- _Task to carry out_
Filter the records below for the word "Result". Keep each line that has it.

───

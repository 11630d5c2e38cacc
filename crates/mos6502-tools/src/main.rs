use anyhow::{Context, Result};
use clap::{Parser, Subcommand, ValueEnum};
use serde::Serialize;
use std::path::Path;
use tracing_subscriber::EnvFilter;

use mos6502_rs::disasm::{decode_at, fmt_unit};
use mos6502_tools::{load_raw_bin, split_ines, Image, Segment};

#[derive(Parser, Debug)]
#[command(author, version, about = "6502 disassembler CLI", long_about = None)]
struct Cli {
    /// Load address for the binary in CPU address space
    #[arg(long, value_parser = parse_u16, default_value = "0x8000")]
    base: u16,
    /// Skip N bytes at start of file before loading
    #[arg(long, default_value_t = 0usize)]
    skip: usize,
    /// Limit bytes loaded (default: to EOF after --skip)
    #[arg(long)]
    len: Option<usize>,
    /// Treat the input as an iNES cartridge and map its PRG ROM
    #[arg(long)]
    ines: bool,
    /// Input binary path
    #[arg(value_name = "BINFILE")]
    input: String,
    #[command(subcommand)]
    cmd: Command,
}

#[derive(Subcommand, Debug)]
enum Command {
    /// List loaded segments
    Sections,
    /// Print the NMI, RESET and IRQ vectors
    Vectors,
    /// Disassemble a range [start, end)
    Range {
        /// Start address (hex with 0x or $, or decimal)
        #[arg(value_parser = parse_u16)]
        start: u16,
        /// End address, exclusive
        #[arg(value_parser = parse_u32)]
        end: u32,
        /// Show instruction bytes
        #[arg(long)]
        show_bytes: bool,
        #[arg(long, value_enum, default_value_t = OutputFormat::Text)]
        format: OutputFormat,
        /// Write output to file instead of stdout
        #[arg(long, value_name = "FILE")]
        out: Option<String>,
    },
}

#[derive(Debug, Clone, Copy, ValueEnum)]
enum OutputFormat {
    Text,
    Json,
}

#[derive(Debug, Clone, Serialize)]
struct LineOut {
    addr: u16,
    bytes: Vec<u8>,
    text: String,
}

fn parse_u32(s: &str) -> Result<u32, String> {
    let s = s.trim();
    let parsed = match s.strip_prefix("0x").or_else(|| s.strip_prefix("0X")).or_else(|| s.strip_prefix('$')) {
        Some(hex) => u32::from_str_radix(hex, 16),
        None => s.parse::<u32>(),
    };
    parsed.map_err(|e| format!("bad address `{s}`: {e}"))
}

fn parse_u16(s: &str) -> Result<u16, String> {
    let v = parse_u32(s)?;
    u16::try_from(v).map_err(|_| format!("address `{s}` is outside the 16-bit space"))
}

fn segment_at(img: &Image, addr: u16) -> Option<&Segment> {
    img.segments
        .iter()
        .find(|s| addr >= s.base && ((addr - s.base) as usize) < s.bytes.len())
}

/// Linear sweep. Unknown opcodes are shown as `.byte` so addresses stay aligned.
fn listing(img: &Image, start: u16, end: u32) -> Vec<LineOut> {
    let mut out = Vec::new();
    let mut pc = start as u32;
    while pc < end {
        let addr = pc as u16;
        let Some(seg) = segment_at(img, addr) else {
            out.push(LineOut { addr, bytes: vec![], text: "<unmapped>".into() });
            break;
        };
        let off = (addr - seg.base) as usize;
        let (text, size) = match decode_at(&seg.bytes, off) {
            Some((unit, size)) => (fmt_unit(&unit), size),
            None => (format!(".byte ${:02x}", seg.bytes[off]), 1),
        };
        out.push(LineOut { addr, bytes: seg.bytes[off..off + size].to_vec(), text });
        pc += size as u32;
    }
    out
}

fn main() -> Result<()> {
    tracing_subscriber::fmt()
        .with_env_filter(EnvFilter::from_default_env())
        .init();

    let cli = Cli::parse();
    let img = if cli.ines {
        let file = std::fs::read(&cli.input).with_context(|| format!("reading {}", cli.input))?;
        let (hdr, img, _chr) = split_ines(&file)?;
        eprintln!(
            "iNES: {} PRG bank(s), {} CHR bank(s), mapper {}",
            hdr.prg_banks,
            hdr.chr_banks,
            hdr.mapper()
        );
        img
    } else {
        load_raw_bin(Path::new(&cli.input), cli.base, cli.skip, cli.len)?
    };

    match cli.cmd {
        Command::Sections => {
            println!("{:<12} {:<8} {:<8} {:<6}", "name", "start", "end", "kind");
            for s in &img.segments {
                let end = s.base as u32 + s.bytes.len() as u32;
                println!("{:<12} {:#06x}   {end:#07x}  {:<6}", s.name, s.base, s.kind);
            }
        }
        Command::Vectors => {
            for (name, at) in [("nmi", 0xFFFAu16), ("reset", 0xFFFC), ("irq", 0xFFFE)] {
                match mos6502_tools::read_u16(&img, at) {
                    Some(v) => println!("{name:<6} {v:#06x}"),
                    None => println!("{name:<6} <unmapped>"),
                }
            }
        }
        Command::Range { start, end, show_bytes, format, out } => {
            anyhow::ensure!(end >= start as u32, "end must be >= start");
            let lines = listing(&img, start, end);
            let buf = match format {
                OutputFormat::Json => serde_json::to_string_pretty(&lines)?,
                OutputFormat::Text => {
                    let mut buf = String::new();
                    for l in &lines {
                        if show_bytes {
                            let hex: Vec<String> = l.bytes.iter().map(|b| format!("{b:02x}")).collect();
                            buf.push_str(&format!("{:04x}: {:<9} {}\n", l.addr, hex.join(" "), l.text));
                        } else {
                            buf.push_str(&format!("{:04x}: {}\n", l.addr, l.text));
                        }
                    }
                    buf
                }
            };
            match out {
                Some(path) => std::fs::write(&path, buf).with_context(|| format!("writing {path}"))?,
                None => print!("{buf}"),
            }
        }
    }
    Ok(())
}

───

- _Your response_
use anyhow::{Context, Result};
fn parse_u32(s: &str) -> Result<u32, String> {
fn parse_u16(s: &str) -> Result<u16, String> {
fn main() -> Result<()> {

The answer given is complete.